After seeing a Face Book post requesting Grandma’s hot roll
recipe, I think I’ve identified what made her cooking noteworthy. She made everything from scratch. She cracked the eggs and added the flour that
turned into noodles and dumplings she added to her chicken or beef broth. Her
combination of meat, broth, and noodles ladled over a heaping mound of hand-peeled,
hand-mashed potatoes was the true ambrosia of the gods. She created everything
filling the huge bowls setting in the middle of her table. Nothing came from a jar, can, sack, or box.
I recall standing beside her
as she kneaded her famous bread dough that turned into airy dinner rolls,
comforting bread slices that were palettes for homemade jellies, or legendary
cinnamon rolls. I’d ask for her recipe,
and she’d say, “Oh, I use a little of this and a bit of that and mix it til it
sounds like I’m patting a baby’s bottom.”

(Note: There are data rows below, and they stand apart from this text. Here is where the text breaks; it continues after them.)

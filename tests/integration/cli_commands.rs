use assert_cmd::Command;
use predicates::prelude::*;
use std::path::{Path, PathBuf};
use tempfile::TempDir;

use crate::common::{free_port, free_ports, write_script};

struct CliEnv {
    dir: TempDir,
}

impl CliEnv {
    fn new() -> Self {
        Self {
            dir: TempDir::new().unwrap(),
        }
    }

    fn workspace(&self) -> PathBuf {
        self.dir.path().join(".toolhub")
    }

    fn secrets(&self) -> PathBuf {
        self.dir.path().join("secrets.json")
    }

    fn cmd(&self) -> Command {
        let mut cmd = Command::cargo_bin("toolhub").unwrap();
        cmd.current_dir(self.dir.path())
            .env_remove("TOOLHUB_WORKSPACE")
            .env("TOOLHUB_SECRETS_FILE", self.secrets())
            .env("RUST_LOG", "warn")
            .arg("--workspace")
            .arg(self.workspace());
        cmd
    }

    fn init(&self) {
        self.cmd().arg("init").assert().success();
    }
}

fn read(path: &Path) -> String {
    std::fs::read_to_string(path).unwrap()
}

#[test]
fn init_creates_workspace_once() {
    let env = CliEnv::new();
    env.cmd()
        .arg("init")
        .assert()
        .success()
        .stdout(predicate::str::contains("Created"));
    assert!(env.workspace().join("hub.yaml").is_file());
    assert!(env.workspace().join(".env").is_file());
    assert!(env.workspace().join("logs").is_dir());

    env.cmd()
        .arg("init")
        .assert()
        .success()
        .stdout(predicate::str::contains("already exists"));
}

#[test]
fn init_merge_defaults_restores_removed_servers() {
    let env = CliEnv::new();
    env.init();
    env.cmd().args(["server", "remove", "memory"]).assert().success();
    assert!(!read(&env.workspace().join("hub.yaml")).contains("memory:"));

    env.cmd()
        .args(["init", "--merge-defaults"])
        .assert()
        .success()
        .stdout(predicate::str::contains("1 service(s) added"));
    assert!(read(&env.workspace().join("hub.yaml")).contains("memory:"));
}

#[test]
fn validate_accepts_default_manifest() {
    let env = CliEnv::new();
    env.init();
    env.cmd()
        .arg("validate")
        .assert()
        .success()
        .stdout(predicate::str::contains("is valid"));
}

#[test]
fn validate_reports_duplicate_ports() {
    let env = CliEnv::new();
    std::fs::create_dir_all(env.workspace()).unwrap();
    std::fs::write(
        env.workspace().join("hub.yaml"),
        "mcp_servers:\n  a:\n    port: 9100\n  b:\n    port: 9100\n",
    )
    .unwrap();

    env.cmd()
        .arg("validate")
        .assert()
        .failure()
        .stderr(predicate::str::contains("9100"));
}

#[test]
fn validate_without_workspace_fails() {
    let env = CliEnv::new();
    env.cmd()
        .arg("validate")
        .assert()
        .failure()
        .stderr(predicate::str::contains("toolhub init"));
}

#[test]
fn server_lifecycle() {
    let env = CliEnv::new();
    env.init();

    env.cmd()
        .args([
            "server",
            "add",
            "github",
            "--command",
            "npx -y @acme/github",
            "--env-var",
            "GITHUB_TOKEN",
        ])
        .assert()
        .success()
        .stdout(predicate::str::contains("Added github"));

    env.cmd()
        .args(["server", "add", "github"])
        .assert()
        .failure()
        .stderr(predicate::str::contains("already exists"));

    env.cmd()
        .args(["server", "list", "--json"])
        .assert()
        .success()
        .stdout(predicate::str::contains("/mcp/github/mcp"));

    // Placeholder for the required variable, commented out.
    assert!(read(&env.workspace().join(".env")).contains("# GITHUB_TOKEN=  # required by github"));

    env.cmd()
        .args(["server", "toggle", "github", "off"])
        .assert()
        .success()
        .stdout(predicate::str::contains("disabled"));

    env.cmd()
        .args(["server", "remove", "githib"])
        .assert()
        .failure()
        .stderr(predicate::str::contains("did you mean `github`"));

    env.cmd().args(["server", "remove", "github"]).assert().success();
    env.cmd()
        .args(["server", "list"])
        .assert()
        .success()
        .stdout(predicate::str::contains("github").not());
}

#[test]
fn server_update_keeps_port_and_clears_description() {
    let env = CliEnv::new();
    env.init();
    env.cmd()
        .args(["server", "add", "notes", "--port", "9650", "--description", "scratch notes"])
        .assert()
        .success();

    env.cmd()
        .args(["server", "update", "notes", "--label", "docs"])
        .assert()
        .success();
    let manifest = read(&env.workspace().join("hub.yaml"));
    assert!(manifest.contains("9650"));
    assert!(manifest.contains("docs"));
    assert!(!manifest.contains("scratch notes"));
}

#[test]
fn env_and_secret_commands() {
    let env = CliEnv::new();
    env.init();
    env.cmd()
        .args(["server", "add", "github", "--env-var", "GITHUB_TOKEN"])
        .assert()
        .success();

    env.cmd()
        .args(["env", "required"])
        .assert()
        .success()
        .stdout(predicate::str::contains("GITHUB_TOKEN"))
        .stdout(predicate::str::contains("still need a value"));

    env.cmd()
        .args(["env", "secret", "GITHUB_TOKEN", "gh"])
        .assert()
        .failure()
        .stderr(predicate::str::contains("secret `gh` not found"));

    env.cmd().args(["secret", "set", "gh", "tok-123"]).assert().success();
    env.cmd()
        .args(["secret", "list"])
        .assert()
        .success()
        .stdout(predicate::str::contains("gh"));

    env.cmd()
        .args(["env", "secret", "GITHUB_TOKEN", "gh"])
        .assert()
        .success();
    assert!(read(&env.workspace().join(".env")).contains("GITHUB_TOKEN=@secret:gh"));

    env.cmd()
        .args(["env", "status", "--json"])
        .assert()
        .success()
        .stdout(predicate::str::contains("\"secret_exists\": true"))
        .stdout(predicate::str::contains("tok-123").not());

    env.cmd()
        .args(["env", "set", "lower_case", "x"])
        .assert()
        .failure()
        .stderr(predicate::str::contains("invalid environment variable name"));

    env.cmd().args(["secret", "delete", "gh"]).assert().success();
    env.cmd()
        .args(["secret", "delete", "gh"])
        .assert()
        .failure();
}

#[test]
fn secret_set_reads_stdin() {
    let env = CliEnv::new();
    env.cmd()
        .args(["secret", "set", "piped"])
        .write_stdin("from-stdin\n")
        .assert()
        .success();
    let stored = read(&env.secrets());
    assert!(stored.contains("\"piped\": \"from-stdin\""));
}

#[test]
fn status_json_when_stopped() {
    let env = CliEnv::new();
    env.init();
    env.cmd()
        .args(["status", "--json", "--control-plane-port"])
        .arg(free_port().to_string())
        .assert()
        .success()
        .stdout(predicate::str::contains("\"status\": \"stopped\""))
        .stdout(predicate::str::contains("\"running\": false"));
}

#[test]
fn stop_without_hub_is_a_no_op() {
    let env = CliEnv::new();
    env.cmd()
        .args(["stop", "--control-plane-port"])
        .arg(free_port().to_string())
        .assert()
        .success()
        .stdout(predicate::str::contains("No hub is listening"));
}

#[test]
fn start_without_orchestrator_fails_fast() {
    let env = CliEnv::new();
    env.cmd()
        .args(["start", "--orchestrator", "toolhub-missing-orchestrator"])
        .assert()
        .failure()
        .stderr(predicate::str::contains("toolhub-missing-orchestrator"));
}

#[test]
fn start_stops_cleanly_on_interrupt() {
    use std::io::{BufRead, BufReader};
    use std::process::Stdio;
    use std::time::{Duration, Instant};

    let env = CliEnv::new();
    let bin = env.dir.path().join("bin");
    std::fs::create_dir_all(&bin).unwrap();
    let orchestrator = write_script(
        &bin,
        "fake-orch-sigint",
        "#!/bin/sh\ncase \"$1\" in\n  up) exec sleep 60 ;;\n  down) exit 0 ;;\nesac\n",
    );
    let proxy = write_script(&bin, "fake-proxy-sigint", "#!/bin/sh\nexit 0\n");
    let ports = free_ports(2);

    let mut child = std::process::Command::new(assert_cmd::cargo::cargo_bin("toolhub"))
        .current_dir(env.dir.path())
        .env_remove("TOOLHUB_WORKSPACE")
        .env("TOOLHUB_SECRETS_FILE", env.secrets())
        .env("RUST_LOG", "warn")
        .arg("--workspace")
        .arg(env.workspace())
        .arg("--orchestrator")
        .arg(&orchestrator)
        .arg("--proxy")
        .arg(&proxy)
        .args(["--control-plane-port", &ports[0].to_string()])
        .args(["--proxy-port", &ports[1].to_string()])
        .args(["start", "--quiet"])
        .stdout(Stdio::piped())
        .spawn()
        .unwrap();

    let (tx, rx) = std::sync::mpsc::channel();
    let stdout = child.stdout.take().unwrap();
    std::thread::spawn(move || {
        for line in BufReader::new(stdout).lines().map_while(Result::ok) {
            let _ = tx.send(line);
        }
    });

    let starting = rx.recv_timeout(Duration::from_secs(10)).unwrap();
    assert!(starting.contains("hub starting"), "unexpected output: {starting}");
    std::thread::sleep(Duration::from_millis(300));

    let pid = nix::unistd::Pid::from_raw(child.id() as i32);
    nix::sys::signal::kill(pid, nix::sys::signal::Signal::SIGINT).unwrap();

    let deadline = Instant::now() + Duration::from_secs(15);
    let status = loop {
        if let Some(status) = child.try_wait().unwrap() {
            break status;
        }
        assert!(Instant::now() < deadline, "toolhub start ignored SIGINT");
        std::thread::sleep(Duration::from_millis(50));
    };
    assert!(status.success());

    // The reader thread ends at EOF once the process is gone.
    let rest: Vec<String> = rx.iter().collect();
    assert!(rest.iter().any(|l| l.contains("hub stopped")), "output: {rest:?}");
}

#[test]
fn completions_bash_generates_output() {
    let env = CliEnv::new();
    env.cmd()
        .args(["completions", "bash"])
        .assert()
        .success()
        .stdout(predicate::str::contains("toolhub"));
}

It took me 1000s of mistakes before I understood I didn’t
have to use exact measurements when cooking.
I, too, could mix a little of this and a lot of that to create breads,
noodles, dumplings, and pies that reminded me of Grandma’s. All that practice was an opportunity to feel
like a girl again, watching Lottie transform Gold Medal flour and eggs into
golden strips of rich dough or whisking eggs, milk, sugar, and cocoa together
to turn an empty pie crust into a chocolate meringue wonder.
Grandma couldn’t afford fancy ingredients or kitchen
gadgets. She made do with inexpensive
recipe components and trusted that her sense of taste and touch would turn
those into something special to feed family and friends. Those of us lucky enough to sit at her table
will confirm she succeeded time after time at proving she was a wizard in the
kitchen.
The lesson for those who knew her was that it isn’t
sophisticated ingredients that make a meal tasty. It’s time spent making dishes
by hand that creates family legends. Every
moment I stir, roll, cut, and otherwise produce meals connects me to a woman who
blessed so many with her gift of turning the common into the uncommon. The pay-off
for preparing homemade food is life-long memories.